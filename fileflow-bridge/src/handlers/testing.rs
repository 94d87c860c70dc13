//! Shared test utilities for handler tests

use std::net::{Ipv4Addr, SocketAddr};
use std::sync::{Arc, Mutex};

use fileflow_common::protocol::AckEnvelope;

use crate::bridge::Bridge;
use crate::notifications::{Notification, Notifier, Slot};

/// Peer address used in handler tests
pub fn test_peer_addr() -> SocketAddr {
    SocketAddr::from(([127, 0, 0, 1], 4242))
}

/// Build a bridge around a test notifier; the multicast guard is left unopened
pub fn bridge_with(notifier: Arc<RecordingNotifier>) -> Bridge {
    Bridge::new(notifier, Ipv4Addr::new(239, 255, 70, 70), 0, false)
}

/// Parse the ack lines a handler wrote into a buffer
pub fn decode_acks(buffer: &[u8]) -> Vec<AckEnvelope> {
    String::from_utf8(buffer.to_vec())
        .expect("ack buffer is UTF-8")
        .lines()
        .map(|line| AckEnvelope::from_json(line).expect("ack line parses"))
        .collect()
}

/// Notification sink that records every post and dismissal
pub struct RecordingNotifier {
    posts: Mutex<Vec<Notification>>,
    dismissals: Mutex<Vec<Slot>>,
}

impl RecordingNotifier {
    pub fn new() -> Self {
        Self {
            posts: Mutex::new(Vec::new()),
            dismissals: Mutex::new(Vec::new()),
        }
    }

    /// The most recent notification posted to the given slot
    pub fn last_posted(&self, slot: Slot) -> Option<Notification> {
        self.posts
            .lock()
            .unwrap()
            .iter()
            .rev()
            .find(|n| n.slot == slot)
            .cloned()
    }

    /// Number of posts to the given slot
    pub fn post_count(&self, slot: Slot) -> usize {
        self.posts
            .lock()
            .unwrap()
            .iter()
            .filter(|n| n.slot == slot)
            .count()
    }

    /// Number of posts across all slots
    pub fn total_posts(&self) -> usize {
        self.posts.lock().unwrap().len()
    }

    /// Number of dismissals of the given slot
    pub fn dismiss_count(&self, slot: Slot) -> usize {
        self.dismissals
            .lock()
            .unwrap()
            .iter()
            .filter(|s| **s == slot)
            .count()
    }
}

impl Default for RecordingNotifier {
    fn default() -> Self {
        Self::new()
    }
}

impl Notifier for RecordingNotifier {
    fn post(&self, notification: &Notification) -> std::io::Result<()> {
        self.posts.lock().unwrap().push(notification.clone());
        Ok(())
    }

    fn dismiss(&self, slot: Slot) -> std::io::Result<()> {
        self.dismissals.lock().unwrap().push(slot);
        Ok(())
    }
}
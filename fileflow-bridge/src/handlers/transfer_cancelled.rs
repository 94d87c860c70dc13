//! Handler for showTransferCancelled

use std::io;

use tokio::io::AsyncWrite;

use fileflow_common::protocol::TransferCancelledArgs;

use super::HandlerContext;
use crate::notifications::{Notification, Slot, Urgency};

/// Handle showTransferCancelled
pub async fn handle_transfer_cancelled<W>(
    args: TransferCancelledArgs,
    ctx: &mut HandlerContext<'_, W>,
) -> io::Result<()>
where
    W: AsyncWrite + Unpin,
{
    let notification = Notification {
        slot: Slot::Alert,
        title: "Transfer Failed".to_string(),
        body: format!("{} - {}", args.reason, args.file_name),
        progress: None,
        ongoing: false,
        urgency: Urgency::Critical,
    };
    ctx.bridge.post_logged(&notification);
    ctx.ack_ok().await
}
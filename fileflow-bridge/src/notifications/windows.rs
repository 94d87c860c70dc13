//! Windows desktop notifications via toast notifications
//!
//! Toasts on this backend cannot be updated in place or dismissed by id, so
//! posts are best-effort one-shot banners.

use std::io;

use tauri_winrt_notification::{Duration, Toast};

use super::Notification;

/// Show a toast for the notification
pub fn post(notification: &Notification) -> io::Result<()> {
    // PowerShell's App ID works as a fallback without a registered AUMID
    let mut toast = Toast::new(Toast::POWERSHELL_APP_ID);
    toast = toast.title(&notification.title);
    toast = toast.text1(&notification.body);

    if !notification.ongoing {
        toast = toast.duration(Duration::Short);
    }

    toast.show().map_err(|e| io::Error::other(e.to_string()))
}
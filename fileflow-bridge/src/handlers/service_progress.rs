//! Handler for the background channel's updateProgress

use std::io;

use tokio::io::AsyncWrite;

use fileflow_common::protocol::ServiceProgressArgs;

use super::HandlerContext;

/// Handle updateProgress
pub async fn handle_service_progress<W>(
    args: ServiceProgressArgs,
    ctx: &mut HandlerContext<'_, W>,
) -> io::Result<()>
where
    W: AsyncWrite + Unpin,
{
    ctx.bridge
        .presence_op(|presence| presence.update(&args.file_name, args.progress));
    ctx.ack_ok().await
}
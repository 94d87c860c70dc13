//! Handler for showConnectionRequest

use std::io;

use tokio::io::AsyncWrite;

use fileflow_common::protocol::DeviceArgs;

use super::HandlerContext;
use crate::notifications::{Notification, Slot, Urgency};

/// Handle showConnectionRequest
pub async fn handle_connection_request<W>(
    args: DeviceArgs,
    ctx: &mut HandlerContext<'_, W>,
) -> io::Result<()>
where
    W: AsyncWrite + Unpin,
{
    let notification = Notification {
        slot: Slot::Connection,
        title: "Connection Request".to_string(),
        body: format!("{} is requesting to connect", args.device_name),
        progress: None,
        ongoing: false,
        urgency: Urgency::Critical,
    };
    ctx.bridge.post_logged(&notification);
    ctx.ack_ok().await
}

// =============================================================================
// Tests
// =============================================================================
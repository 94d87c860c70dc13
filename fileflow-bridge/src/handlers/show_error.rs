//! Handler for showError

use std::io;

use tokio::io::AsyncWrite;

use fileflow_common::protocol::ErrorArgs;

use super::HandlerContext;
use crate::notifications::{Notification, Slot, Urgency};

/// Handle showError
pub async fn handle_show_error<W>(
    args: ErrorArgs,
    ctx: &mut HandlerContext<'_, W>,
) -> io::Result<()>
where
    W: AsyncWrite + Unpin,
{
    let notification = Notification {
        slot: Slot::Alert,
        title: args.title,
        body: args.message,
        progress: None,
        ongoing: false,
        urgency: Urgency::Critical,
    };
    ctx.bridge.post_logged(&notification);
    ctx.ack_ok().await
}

_____

In the material above, tally each line where "updateProgress" appears, and respond with only the tally.

2